The Revision Facelift: Operating in Previously Dissected Tissue
Beyond the pixie ear and scar correction, Amna's revision included a face and neck lift to further rejuvenate the areas that her original surgery either under-corrected or that had continued to age since the first procedure. Revision facelift surgery differs fundamentally from primary surgery because the tissue planes have been previously disrupted. The normal anatomical layers may be scarred together, the SMAS may have been partially plicated or folded in the first operation, and the blood supply to the skin flaps may follow different pathways due to the previous dissection.
Navigating these altered planes safely requires experience and an understanding of how different primary facelift techniques modify the anatomy. Having trained in advanced facial rejuvenation through fellowship with Raul Gonzalez in Brazil and cadaver dissection courses in Bangkok, Dr. Sinaci approaches revision cases with the knowledge that the anatomy he encounters will not match textbook descriptions — it will reflect the specific technique used by the previous surgeon and the healing that followed.
Why Patients Seek Revision Surgery Abroad
Amna's decision to seek her revision in Istanbul rather than returning to the surgeon who performed her original procedure in Austria is a pattern seen frequently in revision facelift practice. Patients who are dissatisfied with their primary result understandably look for a different surgeon — often one with specific experience in revision cases and complication correction. The choice of Istanbul reflects both the city's established reputation for facial surgery and the availability of surgeons who routinely manage the complexities of operating in previously treated tissue.
Watch Amna describe her full experience in her patient story video.
What Revision Facelift Patients Should Know
Revision surgery carries realistic expectations that differ from primary surgery. The tissue has been previously operated on, which means the skin may be thinner, the deeper structures may be scarred, and the healing may follow a slightly different timeline. The improvement from revision surgery can be dramatic — as in Amna's case, where the pixie ear deformity and scarring were clearly corrected — but the patient should understand that revision operates within the constraints of what the previous surgery left behind.
Recovery from revision facelift is broadly similar to primary facelift recovery, though some patients experience slightly more swelling due to the additional tissue manipulation required to work through scar tissue. The standard postoperative timeline applies: most bruising resolves within two weeks, major swelling subsides over four to six weeks, and the final result matures over three to twelve months.

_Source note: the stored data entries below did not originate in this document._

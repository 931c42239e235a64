//! Per-entity state and motion rules
//!
//! No entity reads another entity while advancing; interactions all happen
//! in the collision pass.

use glam::{IVec2, Vec2};
use serde::{Deserialize, Serialize};

use super::animation::Animation;
use super::geometry::Rect;
use crate::consts::*;

/// The player's craft
#[derive(Debug, Clone, PartialEq, Eq)]
pub struct Spaceship {
    pub pos: IVec2,
    /// Per-tick step on each axis
    pub direction: IVec2,
}

impl Spaceship {
    /// Spawn centred at the bottom of the playfield
    pub fn new(playfield_width: i32, playfield_height: i32) -> Self {
        Self {
            pos: IVec2::new(
                playfield_width / 2 - SHIP_SIZE / 2,
                playfield_height - SHIP_START_BOTTOM_OFFSET,
            ),
            direction: IVec2::ZERO,
        }
    }

    pub fn bounds(&self) -> Rect {
        Rect::at(self.pos, IVec2::splat(SHIP_SIZE))
    }

    pub fn center(&self) -> IVec2 {
        self.bounds().center()
    }

    /// Set the movement intent, clamped to one step per axis
    pub fn steer(&mut self, intent: IVec2) {
        self.direction = intent.clamp(IVec2::splat(-SHIP_STEP), IVec2::splat(SHIP_STEP));
    }

    /// Slow to a third of the current intent (integer truncation)
    pub fn dampen(&mut self) {
        self.direction /= 3;
    }

    pub fn halt(&mut self) {
        self.direction = IVec2::ZERO;
    }

    /// Move one step and clamp to the playfield
    pub fn advance(&mut self, playfield_width: i32, playfield_height: i32) {
        let next = self.pos + self.direction;
        let max = IVec2::new(
            (playfield_width - SHIP_SIZE).max(0),
            (playfield_height - SHIP_SIZE).max(0),
        );
        self.pos = next.clamp(IVec2::ZERO, max);
    }

    /// Where a freshly fired rocket appears
    pub fn muzzle(&self) -> IVec2 {
        self.pos + IVec2::new(20, -10)
    }
}

/// Who fired a projectile
#[derive(Debug, Clone, Copy, PartialEq, Eq, Serialize, Deserialize)]
pub enum Owner {
    Player,
    Boss,
}

/// A rocket
#[derive(Debug, Clone, PartialEq)]
pub struct Projectile {
    pub id: u32,
    pub pos: IVec2,
    /// Unit direction of travel
    pub direction: Vec2,
    /// Integer step per tick derived from direction and speed
    pub velocity: IVec2,
    /// Fixed at creation; later radius changes do not affect it
    pub explosion_radius: i32,
    pub owner: Owner,
}

impl Projectile {
    /// A player rocket flying straight up from `pos`
    pub fn friendly(id: u32, pos: IVec2, explosion_radius: i32) -> Self {
        Self::new(id, pos, Vec2::NEG_Y, ROCKET_SPEED, explosion_radius, Owner::Player)
    }

    /// A boss rocket launched from `origin` (top centre) toward `target`
    pub fn hostile(id: u32, origin: IVec2, target: IVec2, explosion_radius: i32) -> Self {
        let aim = (target - origin).as_vec2();
        let direction = aim.try_normalize().unwrap_or(Vec2::Y);
        let pos = origin - IVec2::new(ROCKET_WIDTH / 2, 0);
        Self::new(id, pos, direction, HOSTILE_ROCKET_SPEED, explosion_radius, Owner::Boss)
    }

    fn new(
        id: u32,
        pos: IVec2,
        direction: Vec2,
        speed: f32,
        explosion_radius: i32,
        owner: Owner,
    ) -> Self {
        Self {
            id,
            pos,
            direction,
            velocity: (direction * speed).round().as_ivec2(),
            explosion_radius,
            owner,
        }
    }

    pub fn is_friendly(&self) -> bool {
        self.owner == Owner::Player
    }

    pub fn bounds(&self) -> Rect {
        Rect::new(self.pos.x, self.pos.y, ROCKET_WIDTH, ROCKET_HEIGHT)
    }

    /// Square blast zone centred on the rocket, side = 2 × radius
    pub fn explosion_area(&self) -> Rect {
        let side = self.explosion_radius * 2;
        Rect::centered(self.bounds().center(), side, side)
    }

    pub fn advance(&mut self) {
        self.pos += self.velocity;
    }

    /// Player rockets only leave through the top; boss rockets through any edge plus a margin
    pub fn is_out_of_bounds(&self, playfield_width: i32, playfield_height: i32) -> bool {
        match self.owner {
            Owner::Player => self.pos.y < 0,
            Owner::Boss => {
                let b = self.bounds();
                let m = HOSTILE_ROCKET_MARGIN;
                b.top() > playfield_height + m
                    || b.bottom() < -m
                    || b.left() > playfield_width + m
                    || b.right() < -m
            }
        }
    }

    /// Sprite rotation in degrees, clockwise from pointing up
    pub fn rotation_degrees(&self) -> f32 {
        self.direction.x.atan2(-self.direction.y).to_degrees()
    }
}

/// Hazard rank
#[derive(Debug, Clone, Copy, PartialEq, Eq, Default, Serialize, Deserialize)]
pub enum HazardRank {
    #[default]
    Common,
    Rare,
}

impl HazardRank {
    /// Points awarded when a player rocket destroys the hazard
    pub fn points(&self) -> u64 {
        match self {
            HazardRank::Common => COMMON_HAZARD_SCORE,
            HazardRank::Rare => RARE_HAZARD_SCORE,
        }
    }
}

/// A comet
#[derive(Debug, Clone, PartialEq, Eq)]
pub struct Hazard {
    pub id: u32,
    pub pos: IVec2,
    pub velocity: IVec2,
    /// Side of the square bounding box, fixed at spawn
    pub size: i32,
    pub rank: HazardRank,
}

impl Hazard {
    pub fn bounds(&self) -> Rect {
        Rect::at(self.pos, IVec2::splat(self.size))
    }

    pub fn advance(&mut self) {
        self.pos += self.velocity;
    }

    pub fn is_out_of_bounds(&self, playfield_width: i32, playfield_height: i32) -> bool {
        self.pos.y > playfield_height
            || self.pos.x > playfield_width + HAZARD_SIDE_MARGIN
            || self.pos.x < -self.size - HAZARD_SIDE_MARGIN
    }
}

/// Pickup types
#[derive(Debug, Clone, Copy, PartialEq, Eq, Serialize, Deserialize)]
pub enum PickupKind {
    /// +1 concurrent rocket, permanent
    ExtraRocket,
    /// Doubles the explosion radius for a while
    RadiusBoost,
}

/// A falling collectible
#[derive(Debug, Clone, PartialEq, Eq)]
pub struct Pickup {
    pub id: u32,
    pub pos: IVec2,
    pub kind: PickupKind,
}

impl Pickup {
    pub fn bounds(&self) -> Rect {
        Rect::at(self.pos, IVec2::splat(PICKUP_SIZE))
    }

    pub fn advance(&mut self) {
        self.pos.y += PICKUP_FALL_SPEED;
    }

    pub fn is_out_of_bounds(&self, playfield_height: i32) -> bool {
        self.pos.y > playfield_height
    }
}

/// An explosion; purely presentational
#[derive(Debug, Clone)]
pub struct VisualEffect {
    pub area: Rect,
    pub animation: Animation,
}

impl VisualEffect {
    pub fn new(area: Rect, animation: Animation) -> Self {
        Self { area, animation }
    }

    pub fn update(&mut self) {
        self.animation.update();
    }

    pub fn is_finished(&self) -> bool {
        self.animation.is_last_frame()
    }
}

Preventing Complications in Primary Facelift Surgery
Amna's case also serves as an important illustration of why the choice of surgeon and technique for a primary facelift matters so profoundly. Pixie ear deformity is largely preventable when the facelift technique places the lifting force on the SMAS rather than the skin, and when the closure is designed to avoid tension on the earlobe. Scar quality is optimised when incisions are placed precisely within natural anatomical landmarks, wound edges are aligned without tension, and appropriate suture materials and techniques are used. Choosing a board-certified plastic surgeon with specific training and experience in facial rejuvenation for the primary procedure remains the most effective way to avoid the need for revision surgery altogether.